Recorrentemente, venho batendo na tecla de que o futebol brasileiro vive um inferno astral. A atual geração de jovens atletas - e mesmo os poucos veteranos que restam - é muito fraca. Sem dúvidas a de pior nível técnico que acompanhei em pouco mais de trinta anos de vida. A pobreza técnica é fácil de constatar. Basta assistir a uma partida do campeonato nacional ou fazer uma análise mais detalhada da Seleção convocada por Felipão. Apesar de bons jogadores, nomes como Jô, Bernard, Oscar sequer seriam cogitados para vestir a amarelinha há alguns anos atrás, quando talentos como Marcelinho, Edmundo, Djalminha e tantos outros lutavam, e muito, para conseguir uma vaguinha que, em muito casos, não apareceram. Nesta quarta-feira, caiu o último bastião do bom futebol no país da Copa. O Cruzeiro, que nadou de braçadas na última edição da Séria A, sucumbiu de forma justa e melancólica nas quartas de final da Libertadores 2014.

Imaginar que a melhor equipe brasileira do momento - a Raposa, disparada - não tem forças para chegar às semifinais do torneio continental é a admissão que a coisa anda mesmo feia no País do Futebol. Reconhecer que não temos representantes nacionais entre os quatro melhores de um torneio que reúne times de países onde o investimento no esporte não chega aos pés do que observamos por aqui me faz pensar que devemos repensar nosso futebol. O erro vem da formação. Hoje, temos uma seleção de bons volantes, mas nenhum camisa 10 autêntico. Os craques do meio-campo por aqui são estrangeiros, como Conca ou Valdívia, por exemplo.
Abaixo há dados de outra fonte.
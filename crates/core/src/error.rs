//! Error types for the ContextLoom rendering core.
//!
//! Uses `thiserror` for ergonomic error definitions. Every failure surfaces
//! to the caller: nothing is converted to empty text.

use thiserror::Error;

/// Boxed error raised by a caller-supplied callback.
pub type BoxError = Box<dyn std::error::Error + Send + Sync + 'static>;

/// The top-level error type for all rendering operations.
#[derive(Debug, Error)]
pub enum Error {
    // --- Log stream errors ---
    #[error("invalid log entry: unrecognized kind `{kind}`")]
    InvalidLogKind { kind: String },

    // --- Schema errors ---
    #[error("Schema conversion failed: {0}")]
    Schema(#[from] SchemaError),

    // --- Callback errors ---
    #[error("Callback failed: {0}")]
    Callback(#[source] BoxError),

    // --- Serialization ---
    #[error("Serialization error: {0}")]
    Serialization(#[from] serde_json::Error),
}

impl Error {
    /// Wrap an arbitrary error raised inside a description, instructions,
    /// render, or working-memory callback.
    pub fn callback(err: impl Into<BoxError>) -> Self {
        Self::Callback(err.into())
    }

    /// Build an [`Error::InvalidLogKind`] for the given discriminant.
    pub fn invalid_log_kind(kind: impl Into<String>) -> Self {
        Self::InvalidLogKind { kind: kind.into() }
    }
}

/// Result type alias using our Error.
pub type Result<T> = std::result::Result<T, Error>;

/// Failures converting a raw data shape into its canonical form.
#[derive(Debug, Clone, PartialEq, Eq, Error)]
pub enum SchemaError {
    #[error("root name must not be empty")]
    EmptyRootName,

    #[error("enum field `{field}` declares no values")]
    EmptyEnum { field: String },

    #[error("{0}")]
    Conversion(String),
}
A sensação que tenho é de que, hoje em dia, os dirigentes que comandam as bases das agremiações brasileiras estão mais preocupados em lapidar um "produto de exportação" - cabeças de área que sabem sair jogando, mas acima de tudo destruir -, do que formar jogadores com as características típicas do nosso futebol.

Não fosse a paixão quase cega do brasileiro, pensaria que nosso futebol estava fadado a um fim triste, como as rodadas do Brasileirão de péssimo nível que se sucedem a cada final de semana. Por ora, nos resta torcer, mas isso parece ficar cada vez mais difícil.